7) I have no problem with the term “gay” or “homosexual” being used in texts. If it’s appropriate to mention a prominent civil rights leader’s race, then maybe it’s appropriate to mention a particular person’s orientation … in context. We don’t need to dwell on sexual mechanics (which Montana plans to do, apparently). We don’t need to teach future gay people they need to embrace the political Left. We don’t need to confuse children with problems they can’t possibly understand at that age. Sexual orientation arises. Believe me. I tried my best not to be gay. It ran afoul of everything I believed at the time, and the life I had mapped out for myself. Having someone telling me “it’s OK. Come over to our side.” seems tantamount to the creepy man standing next to the paneled van offering children candy.
8) And this might “squick” some people, so you may not want to read this last part. This addresses young boys in particular. Puberty is difficult for boys. Male hormones dictate entire realities for years for some. At best, the urge to engage in sexual activity at a biological level is very strong for most. Many young men have “experimented,” then realized they are straight after all. Why? Because other boys are much more likely to engage in sexual activity than young girls. Ever seen the movie American Pie? Then you know what I’m talking about. And, if you are the owner of a penis, I hardly need you to acknowledge this fact.

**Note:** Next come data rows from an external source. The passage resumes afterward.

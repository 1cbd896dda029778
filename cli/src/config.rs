// Configuration management for the blecounter CLI
//
// Cross-platform config stored in:
// - macOS: ~/Library/Application Support/blecounter/config.json
// - Linux: ~/.config/blecounter/config.json
// - Windows: %APPDATA%\blecounter\config.json

use anyhow::{Context, Result};
use blecounter_core::{
    CentralConfig, CharacteristicId, ExchangeProfile, PeripheralConfig, ServiceId,
    COUNTER_CHARACTERISTIC_ID, COUNTER_SERVICE_ID,
};
use serde::{Deserialize, Serialize};
use std::path::{Path, PathBuf};

#[derive(Debug, Clone, PartialEq, Eq, Serialize, Deserialize)]
#[serde(default)]
pub struct Config {
    /// Service the peripheral advertises and the central scans for
    pub service_id: ServiceId,

    /// Characteristic carrying the counter
    pub characteristic_id: CharacteristicId,

    /// Local name in the advertisement
    pub local_name: Option<String>,

    /// Demo counter tick in milliseconds
    pub tick_interval_ms: u64,

    /// Answer out-of-range reads with an error instead of ignoring them
    pub reject_invalid_offset: bool,

    /// Default log filter when RUST_LOG is unset
    pub log_level: String,
}

impl Default for Config {
    fn default() -> Self {
        Self {
            service_id: COUNTER_SERVICE_ID,
            characteristic_id: COUNTER_CHARACTERISTIC_ID,
            local_name: Some("BLE-COUNTER".to_string()),
            tick_interval_ms: 500,
            reject_invalid_offset: false,
            log_level: "warn".to_string(),
        }
    }
}

impl Config {
    /// Get the config directory path (cross-platform)
    pub fn config_dir() -> Result<PathBuf> {
        let config_dir = dirs::config_dir()
            .context("Failed to determine config directory")?
            .join("blecounter");

        std::fs::create_dir_all(&config_dir).context("Failed to create config directory")?;

        Ok(config_dir)
    }

    /// Get the config file path
    pub fn config_file() -> Result<PathBuf> {
        Ok(Self::config_dir()?.join("config.json"))
    }

    /// Load config from the default location, creating it if missing
    pub fn load() -> Result<Self> {
        Self::load_from(&Self::config_file()?)
    }

    pub fn load_from(path: &Path) -> Result<Self> {
        if path.exists() {
            let contents = std::fs::read_to_string(path).context("Failed to read config file")?;
            let config: Config =
                serde_json::from_str(&contents).context("Failed to parse config file")?;
            Ok(config)
        } else {
            let config = Config::default();
            config.save_to(path)?;
            Ok(config)
        }
    }

    /// Save config to the default location
    pub fn save(&self) -> Result<()> {
        self.save_to(&Self::config_file()?)
    }

    pub fn save_to(&self, path: &Path) -> Result<()> {
        let contents = serde_json::to_string_pretty(self).context("Failed to serialize config")?;
        std::fs::write(path, contents).context("Failed to write config file")?;
        Ok(())
    }

    /// Update a single key in memory
    pub fn apply(&mut self, key: &str, value: &str) -> Result<()> {
        match key {
            "service_id" => {
                self.service_id = value.parse().context("Invalid service id")?;
            }
            "characteristic_id" => {
                self.characteristic_id = value.parse().context("Invalid characteristic id")?;
            }
            "local_name" => {
                self.local_name = if value.is_empty() {
                    None
                } else {
                    Some(value.to_string())
                };
            }
            "tick_interval_ms" => {
                self.tick_interval_ms = value.parse().context("Invalid number")?;
            }
            "reject_invalid_offset" => {
                self.reject_invalid_offset = value.parse().context("Invalid boolean value")?;
            }
            "log_level" => {
                self.log_level = value.to_string();
            }
            _ => anyhow::bail!("Unknown config key: {}", key),
        }
        Ok(())
    }

    /// Set a config value and persist it
    pub fn set(&mut self, key: &str, value: &str) -> Result<()> {
        self.apply(key, value)?;
        self.save()
    }

    /// Get a config value
    pub fn get(&self, key: &str) -> Option<String> {
        match key {
            "service_id" => Some(self.service_id.to_string()),
            "characteristic_id" => Some(self.characteristic_id.to_string()),
            "local_name" => self.local_name.clone(),
            "tick_interval_ms" => Some(self.tick_interval_ms.to_string()),
            "reject_invalid_offset" => Some(self.reject_invalid_offset.to_string()),
            "log_level" => Some(self.log_level.clone()),
            _ => None,
        }
    }

    /// List all config values
    pub fn list(&self) -> Vec<(String, String)> {
        vec![
            ("service_id".to_string(), self.service_id.to_string()),
            ("characteristic_id".to_string(), self.characteristic_id.to_string()),
            (
                "local_name".to_string(),
                self.local_name.clone().unwrap_or_else(|| "(none)".to_string()),
            ),
            ("tick_interval_ms".to_string(), format!("{}ms", self.tick_interval_ms)),
            (
                "reject_invalid_offset".to_string(),
                self.reject_invalid_offset.to_string(),
            ),
            ("log_level".to_string(), self.log_level.clone()),
        ]
    }

    pub fn profile(&self) -> ExchangeProfile {
        ExchangeProfile {
            service_id: self.service_id,
            characteristic_id: self.characteristic_id,
        }
    }

    pub fn central_config(&self) -> CentralConfig {
        CentralConfig::new(self.profile())
    }

    pub fn peripheral_config(&self) -> PeripheralConfig {
        PeripheralConfig {
            profile: self.profile(),
            local_name: self.local_name.clone(),
            reject_invalid_offset: self.reject_invalid_offset,
        }
    }
}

Young men masturbate – many of them – as soon as they discover they can. And they do so up to multiple times per day. Even straight young men talk about these things to each other. It isn’t a stretch to imagine, if one is taught about certain sexual activities, someone in the throes of sexual and hormonal confusion might be more likely to act on them. I know this is an unpopular opinion among gay people, but we do not need to create artificial homosexuals; even temporary ones. If a young man, eager to explore his sexuality with the only available partner, is pushed into activity he may come to regret, it seems to me he is much more likely to end up hating gay people than tolerating them.
Sex, and sexuality of all orientations, is a natural function of being. Disagree if you want to, but that’s your head in the sand, not mine. However, we don’t need to egg it on. There’s nothing wrong with abstinence. There’s nothing wrong with holding off on sexual expression until one is ready to make mature decisions about it. And there’s certainly nothing wrong with strengthening any family unit by encouraging such discussion to take place where it should: at home.